ICA does not work in the presence of low-frequency drifts, so we create a copy of our raw object and apply a high-pass filter to this copy.

raw_tmp = raw.copy()
raw_tmp.filter(1, None)


We are now ready to perform ICA. First, we instantiate an ICA object and specify that we want to use the extended Infomax algorithm. Note that you can (and should) use the picard method if you have installed the python-picard package – this algorithm computes the extended Infomax solution much faster (see here for more details). In any case, the random_state argument should be set for reproducible results.

ica = mne.preprocessing.ICA(method="infomax",
fit_params={"extended": True},
random_state=1)


Next, we fit ica to our filtered raw data raw_tmp (note that this uses only the 22 EEG channels and ignores the 3 EOG channels by default, but this can be changed with the picks argument).

ica.fit(raw_tmp)


## Identifying ocular components

Our next task is to identify ocular components. This is usually done by visual inspection, so we start by plotting all 22 independent components.

ica.plot_components(inst=raw_tmp, picks=range(22))


A new figure with the 22 independent components will pop up. Let’s focus on the first few components, because ocular components are generally found among these.

From these scalp projections, the component labeled as ICA001 looks like it could represent eye movements because of its frontal location. To be sure, we can click on this component to open a new window with more details on this component (this is possible because we specified inst=raw_tmp in the previous call):

Besides the scalp projection, we can now also inspect

• the component power spectral density (which is typical for ocular activity because the characteristic EEG alpha peak is missing),
• the epochs image, which color-codes the component activity over (virtual) epochs (which shows typical intermittent activity as blue and red stripes),
• and the epochs variance (which in this case is not really helpful in identifying the component).

In summary, we can be pretty sure that component ICA001 represents ocular activity. To be extra safe, let’s plot the component time courses to corroborate our assumption:

ica.plot_sources(inst=raw_tmp)


Indeed, if you scroll through the data, ICA001 captures primarily eye movements and eye blinks.

Note that usually two ocular components can be found in the decomposition, but this is not the case in our example data (all remaining components do not seem to originate from eye activity).

## Removing ocular components

In the final step, we create a list attribute ica.exclude containing the indices of all components that should be removed when reconstructing the EEG signals. In our case, this list contains only a single component.

ica.exclude = [1]


Note that you can click on the component title (ICA001) in the ICA components plot created with ica.plot_components(inst=raw_tmp, picks=range(22)) to include/exclude a component (the title of an excluded component will turn gray). This will also add/remove this component from/to the underlying ica.exclude list.
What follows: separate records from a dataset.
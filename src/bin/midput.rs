//-
// Copyright (c) 2020, Jason Lingle
//
// This file is part of midtools.
//
// midtools is free software: you can  redistribute it and/or modify it under
// the terms of the GNU General Public  License as published by the Free
// Software Foundation, either version 3 of the License, or (at your option)
// any later version.
//
// midtools is distributed  in the hope that  it will be useful,  but WITHOUT
// ANY WARRANTY; without even the implied warranty of MERCHANTABILITY or
// FITNESS FOR  A PARTICULAR  PURPOSE.  See the  GNU General  Public  License
// for more details.
//
// You should have received a copy of the GNU General Public License along with
// midtools. If not, see <http://www.gnu.org/licenses/>.

fn main() {
    midtools::cli::midput::main();
}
Now we can apply our ICA results (without the excluded component) to a copy of the original (unfiltered) EEG to obtain artifact-free signals:

raw_corrected = raw.copy()
ica.apply(raw_corrected)


## Visualizing the results

So how did ICA perform? Let’s take a look at a segment of the original EEG containing a clear eye movment artifact:

raw.plot(n_channels=25, start=54, duration=4,
scalings=dict(eeg=250e-6, eog=750e-6))


And here is the corrected signal:

raw_corrected.plot(n_channels=25, start=54, duration=4,
scalings=dict(eeg=250e-6, eog=750e-6))


Looks like ICA did a pretty decent job in removing eye artifacts.